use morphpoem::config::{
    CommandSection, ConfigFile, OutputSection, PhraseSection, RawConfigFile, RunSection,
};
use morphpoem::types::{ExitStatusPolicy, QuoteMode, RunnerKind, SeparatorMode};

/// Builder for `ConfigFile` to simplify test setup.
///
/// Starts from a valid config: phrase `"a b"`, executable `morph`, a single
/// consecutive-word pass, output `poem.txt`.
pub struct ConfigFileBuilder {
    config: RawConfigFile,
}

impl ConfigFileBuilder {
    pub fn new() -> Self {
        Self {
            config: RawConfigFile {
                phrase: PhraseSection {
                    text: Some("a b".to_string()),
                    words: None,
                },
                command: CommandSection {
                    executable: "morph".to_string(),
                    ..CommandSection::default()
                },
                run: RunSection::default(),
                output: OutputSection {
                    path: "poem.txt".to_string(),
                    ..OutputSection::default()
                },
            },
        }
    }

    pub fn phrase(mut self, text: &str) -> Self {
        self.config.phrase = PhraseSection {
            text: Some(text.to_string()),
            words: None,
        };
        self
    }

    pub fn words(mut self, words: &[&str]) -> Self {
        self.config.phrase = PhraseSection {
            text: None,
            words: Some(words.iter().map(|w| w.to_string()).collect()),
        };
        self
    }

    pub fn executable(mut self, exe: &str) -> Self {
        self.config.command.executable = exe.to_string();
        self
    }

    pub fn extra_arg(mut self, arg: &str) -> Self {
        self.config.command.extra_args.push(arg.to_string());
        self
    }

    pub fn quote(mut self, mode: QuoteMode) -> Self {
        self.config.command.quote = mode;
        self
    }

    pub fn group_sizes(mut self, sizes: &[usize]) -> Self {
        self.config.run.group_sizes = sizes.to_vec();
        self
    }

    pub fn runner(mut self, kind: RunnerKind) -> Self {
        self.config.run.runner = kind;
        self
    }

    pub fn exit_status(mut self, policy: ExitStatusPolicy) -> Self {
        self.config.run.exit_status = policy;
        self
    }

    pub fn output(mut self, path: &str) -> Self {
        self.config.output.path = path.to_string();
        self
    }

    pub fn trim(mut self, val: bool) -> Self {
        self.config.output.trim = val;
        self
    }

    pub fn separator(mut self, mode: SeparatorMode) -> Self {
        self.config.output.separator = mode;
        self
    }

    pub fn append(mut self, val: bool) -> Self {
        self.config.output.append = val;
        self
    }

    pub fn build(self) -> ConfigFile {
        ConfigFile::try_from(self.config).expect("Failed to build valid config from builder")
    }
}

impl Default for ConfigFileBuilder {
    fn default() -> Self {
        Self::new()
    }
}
◇ ◇ ◇ ◇ ◇
_Exercise goal_:
Please repeat each line above exactly.

_Solution to this exercise_:
use morphpoem::config::{
    CommandSection, ConfigFile, OutputSection, PhraseSection, RawConfigFile, RunSection,
};
use morphpoem::types::{ExitStatusPolicy, QuoteMode, RunnerKind, SeparatorMode};

/// Builder for `ConfigFile` to simplify test setup.
///
/// Starts from a valid config: phrase `"a b"`, executable `morph`, a single
/// consecutive-word pass, output `poem.txt`.
pub struct ConfigFileBuilder {
    config: RawConfigFile,
}

impl ConfigFileBuilder {
    pub fn new() -> Self {
        Self {
            config: RawConfigFile {
                phrase: PhraseSection {
                    text: Some("a b".to_string()),
                    words: None,
                },
                command: CommandSection {
                    executable: "morph".to_string(),
                    ..CommandSection::default()
                },
                run: RunSection::default(),
                output: OutputSection {
                    path: "poem.txt".to_string(),
                    ..OutputSection::default()
                },
            },
        }
    }

    pub fn phrase(mut self, text: &str) -> Self {
        self.config.phrase = PhraseSection {
            text: Some(text.to_string()),
            words: None,
        };
        self
    }

    pub fn words(mut self, words: &[&str]) -> Self {
        self.config.phrase = PhraseSection {
            text: None,
            words: Some(words.iter().map(|w| w.to_string()).collect()),
        };
        self
    }

    pub fn executable(mut self, exe: &str) -> Self {
        self.config.command.executable = exe.to_string();
        self
    }

    pub fn extra_arg(mut self, arg: &str) -> Self {
        self.config.command.extra_args.push(arg.to_string());
        self
    }

    pub fn quote(mut self, mode: QuoteMode) -> Self {
        self.config.command.quote = mode;
        self
    }

    pub fn group_sizes(mut self, sizes: &[usize]) -> Self {
        self.config.run.group_sizes = sizes.to_vec();
        self
    }

    pub fn runner(mut self, kind: RunnerKind) -> Self {
        self.config.run.runner = kind;
        self
    }

    pub fn exit_status(mut self, policy: ExitStatusPolicy) -> Self {
        self.config.run.exit_status = policy;
        self
    }

    pub fn output(mut self, path: &str) -> Self {
        self.config.output.path = path.to_string();
        self
    }

    pub fn trim(mut self, val: bool) -> Self {
        self.config.output.trim = val;
        self
    }

    pub fn separator(mut self, mode: SeparatorMode) -> Self {
        self.config.output.separator = mode;
        self
    }

    pub fn append(mut self, val: bool) -> Self {
        self.config.output.append = val;
        self
    }

    pub fn build(self) -> ConfigFile {
        ConfigFile::try_from(self.config).expect("Failed to build valid config from builder")
    }
}

impl Default for ConfigFileBuilder {
    fn default() -> Self {
        Self::new()
    }
}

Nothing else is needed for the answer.